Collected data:
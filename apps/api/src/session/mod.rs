// Editing sessions: one document store per session, plus the HTTP handlers.

pub mod editor;
pub mod handlers;
pub mod registry;

pub use editor::SessionServices;
pub use registry::SessionRegistry;
use serde_json::Value;

use crate::errors::ProfileError;
use crate::models::profile::{FieldKey, FieldValue, ListItem, ProfileDocument};

/// A proposed change to a [`ProfileDocument`].
///
/// Values are decoded against the declared field shapes when the patch is
/// built, so arbitrary generator output is rejected with `ShapeMismatch`
/// before it can reach the document.
#[derive(Debug, Clone, PartialEq, Eq)]
pub enum ProfilePatch {
    Field { key: FieldKey, value: FieldValue },
    IndexedItem {
        key: FieldKey,
        index: usize,
        item: ListItem,
    },
    FullDocument(Box<ProfileDocument>),
}

impl ProfilePatch {
    pub fn field(key: FieldKey, raw: Value) -> Result<Self, ProfileError> {
        Ok(ProfilePatch::Field {
            key,
            value: FieldValue::from_json(key, raw)?,
        })
    }

    pub fn indexed_item(key: FieldKey, index: usize, raw: Value) -> Result<Self, ProfileError> {
        Ok(ProfilePatch::IndexedItem {
            key,
            index,
            item: ListItem::from_json(key, raw)?,
        })
    }

    pub fn full_document(raw: Value) -> Result<Self, ProfileError> {
        serde_json::from_value::<ProfileDocument>(raw)
            .map(|doc| ProfilePatch::FullDocument(Box::new(doc)))
            .map_err(|e| ProfileError::shape_mismatch("document", format!("a complete profile ({e})")))
    }

    /// Applies the patch in place. Only the addressed field or item changes.
    pub fn apply_to(self, doc: &mut ProfileDocument) -> Result<(), ProfileError> {
        match self {
            ProfilePatch::Field { key, value } => doc.set_field(key, value),
            ProfilePatch::IndexedItem { key, index, item } => doc.set_item(key, index, item),
            ProfilePatch::FullDocument(replacement) => {
                *doc = *replacement;
                Ok(())
            }
        }
    }
}
//! Generator port: the boundary to whatever produces AI-written profile content.
//!
//! Responses are loosely typed JSON on purpose: callers validate them against
//! the document's declared shapes before anything is applied.
//!
//! Every editing session shares one `Arc<dyn ProfileGenerator>`, chosen at startup via config.

use std::future::Future;
use std::time::Duration;

use async_trait::async_trait;
use bytes::Bytes;
use serde::{Deserialize, Serialize};
use serde_json::Value;
use thiserror::Error;
use tracing::warn;

use crate::errors::{ProfileError, RemoteFailure};
use crate::models::profile::ProfileDocument;
use crate::regeneration::target::RegenerableField;

// ────────────────────────────────────────────────────────────────────────────
// Requests
// ────────────────────────────────────────────────────────────────────────────

/// Document fields the generator may use as context besides the target slice.
#[derive(Debug, Clone, Default, PartialEq, Eq, Serialize)]
#[serde(rename_all = "camelCase")]
pub struct GenerationContext {
    pub full_name: String,
    pub title: String,
    pub phone: String,
}

/// `{sessionId, fieldKey, index?}` plus the current value of the targeted slice.
#[derive(Debug, Clone, PartialEq, Serialize)]
#[serde(rename_all = "camelCase")]
pub struct FieldRegenerationRequest {
    pub session_id: String,
    pub field_key: RegenerableField,
    #[serde(skip_serializing_if = "Option::is_none")]
    pub index: Option<usize>,
    pub current: Value,
    pub context: GenerationContext,
}

#[derive(Debug, Clone, Serialize)]
#[serde(rename_all = "camelCase")]
pub struct TailorRequest {
    pub session_id: String,
    pub job_title: String,
    pub current_document: ProfileDocument,
}

/// Payload of the full-document generation endpoint.
#[derive(Debug, Clone, PartialEq, Eq, Serialize)]
#[serde(rename_all = "camelCase")]
pub struct GenerateCvRequest {
    pub title: String,
    pub skills: String,
    pub experience_text: String,
    pub phone: String,
}

impl GenerateCvRequest {
    pub fn from_document(doc: &ProfileDocument) -> Self {
        let experience_text = doc
            .experience
            .iter()
            .map(|exp| {
                format!(
                    "{} at {} ({}): {}",
                    exp.title, exp.company, exp.years, exp.description
                )
            })
            .collect::<Vec<_>>()
            .join("; ");

        Self {
            title: doc.title.clone(),
            skills: doc.skills.join(", "),
            experience_text,
            phone: doc.phone.clone(),
        }
    }
}

// ────────────────────────────────────────────────────────────────────────────
// Responses
// ────────────────────────────────────────────────────────────────────────────

/// Where a generated export artifact can be downloaded from.
#[derive(Debug, Clone, PartialEq, Eq, Serialize, Deserialize)]
#[serde(transparent)]
pub struct ArtifactHandle(pub String);

/// Full-document generation yields either summary text or a downloadable
/// artifact, depending on the backend.
#[derive(Debug, Clone, PartialEq, Eq)]
pub enum GeneratedCv {
    Summary(String),
    Artifact(ArtifactHandle),
}

#[derive(Debug, Clone, PartialEq, Eq)]
pub enum ArtifactFetch {
    Ready(Bytes),
    NotGenerated,
}

#[derive(Debug, Clone, Error, PartialEq, Eq)]
pub enum GenerationError {
    #[error("transport error: {0}")]
    Transport(String),

    #[error("rate limited")]
    RateLimited,

    #[error("quota exhausted")]
    QuotaExhausted,

    #[error("remote error: {0}")]
    Remote(String),

    #[error("malformed response: {0}")]
    Malformed(String),
}

impl From<reqwest::Error> for GenerationError {
    fn from(e: reqwest::Error) -> Self {
        GenerationError::Transport(e.to_string())
    }
}

impl From<GenerationError> for ProfileError {
    fn from(e: GenerationError) -> Self {
        match e {
            GenerationError::Transport(msg) => ProfileError::NetworkFailure(msg),
            GenerationError::RateLimited => ProfileError::RemoteFailure(RemoteFailure::RateLimited),
            GenerationError::QuotaExhausted => {
                ProfileError::RemoteFailure(RemoteFailure::QuotaExhausted)
            }
            GenerationError::Remote(msg) => ProfileError::RemoteFailure(RemoteFailure::Service(msg)),
            GenerationError::Malformed(msg) => ProfileError::RemoteFailure(RemoteFailure::Service(
                format!("malformed response: {msg}"),
            )),
        }
    }
}

/// Maps the HTTP status of a failed generator call to an error.
pub fn classify_status(status: u16, message: String) -> GenerationError {
    match status {
        429 => GenerationError::RateLimited,
        402 => GenerationError::QuotaExhausted,
        _ => GenerationError::Remote(format!("status {status}: {message}")),
    }
}

/// Awaits a generator call for at most `limit`. The remote work is not
/// cancelled; a late response is simply never looked at.
pub async fn bounded<T>(
    operation: &str,
    limit: Duration,
    call: impl Future<Output = Result<T, GenerationError>>,
) -> Result<T, ProfileError> {
    match tokio::time::timeout(limit, call).await {
        Ok(result) => result.map_err(|e| {
            warn!("{operation} failed: {e}");
            ProfileError::from(e)
        }),
        Err(_) => {
            warn!("{operation} timed out after {}s", limit.as_secs());
            Err(ProfileError::Timeout {
                operation: operation.to_string(),
                seconds: limit.as_secs(),
            })
        }
    }
}

// ────────────────────────────────────────────────────────────────────────────
// Trait definition
// ────────────────────────────────────────────────────────────────────────────

#[async_trait]
pub trait ProfileGenerator: Send + Sync {
    /// Short backend name for logs.
    fn backend(&self) -> &'static str;

    /// Rewrites one field or one indexed item. Returns the new value only.
    async fn regenerate_field(
        &self,
        request: &FieldRegenerationRequest,
    ) -> Result<Value, GenerationError>;

    /// Rewrites the whole document for a target job title.
    async fn tailor(&self, request: &TailorRequest) -> Result<Value, GenerationError>;

    async fn generate_cv(&self, request: &GenerateCvRequest)
        -> Result<GeneratedCv, GenerationError>;

    /// Backends that never produce artifacts report `NotGenerated`.
    async fn fetch_artifact(
        &self,
        _handle: Option<&ArtifactHandle>,
    ) -> Result<ArtifactFetch, GenerationError> {
        Ok(ArtifactFetch::NotGenerated)
    }
}

#[cfg(test)]
mod tests {
    use super::*;
    use crate::models::profile::Experience;

    #[test]
    fn test_generate_cv_request_flattens_experience() {
        let doc = ProfileDocument {
            title: "Backend Engineer".into(),
            phone: "555-0100".into(),
            skills: vec!["Rust".into(), "Postgres".into()],
            experience: vec![
                Experience {
                    title: "Engineer".into(),
                    company: "Acme".into(),
                    years: "2020-2022".into(),
                    description: "Built APIs".into(),
                },
                Experience {
                    title: "Senior Engineer".into(),
                    company: "Initech".into(),
                    years: "2022-".into(),
                    description: "Led migrations".into(),
                },
            ],
            ..Default::default()
        };
        let req = GenerateCvRequest::from_document(&doc);
        assert_eq!(req.skills, "Rust, Postgres");
        assert_eq!(
            req.experience_text,
            "Engineer at Acme (2020-2022): Built APIs; Senior Engineer at Initech (2022-): Led migrations"
        );
        assert_eq!(req.phone, "555-0100");
    }

    #[test]
    fn test_status_classification() {
        assert_eq!(classify_status(429, String::new()), GenerationError::RateLimited);
        assert_eq!(classify_status(402, String::new()), GenerationError::QuotaExhausted);
        assert!(matches!(
            classify_status(500, "boom".into()),
            GenerationError::Remote(_)
        ));
    }

    #[test]
    fn test_errors_map_to_taxonomy() {
        assert_eq!(
            ProfileError::from(GenerationError::Transport("reset".into())),
            ProfileError::NetworkFailure("reset".into())
        );
        assert_eq!(
            ProfileError::from(GenerationError::QuotaExhausted),
            ProfileError::RemoteFailure(RemoteFailure::QuotaExhausted)
        );
    }

    #[test]
    fn test_regeneration_request_wire_format() {
        let req = FieldRegenerationRequest {
            session_id: "abc".into(),
            field_key: RegenerableField::Summary,
            index: None,
            current: Value::String("old".into()),
            context: GenerationContext::default(),
        };
        let json = serde_json::to_value(&req).unwrap();
        assert_eq!(json["sessionId"], "abc");
        assert_eq!(json["fieldKey"], "summary");
        assert!(json.get("index").is_none());
    }
}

Task goal: Which lines in the data hold the string "Responses"? Copy each of them.

Response for this exercise:
//! Responses are loosely typed JSON on purpose: callers validate them against
// Responses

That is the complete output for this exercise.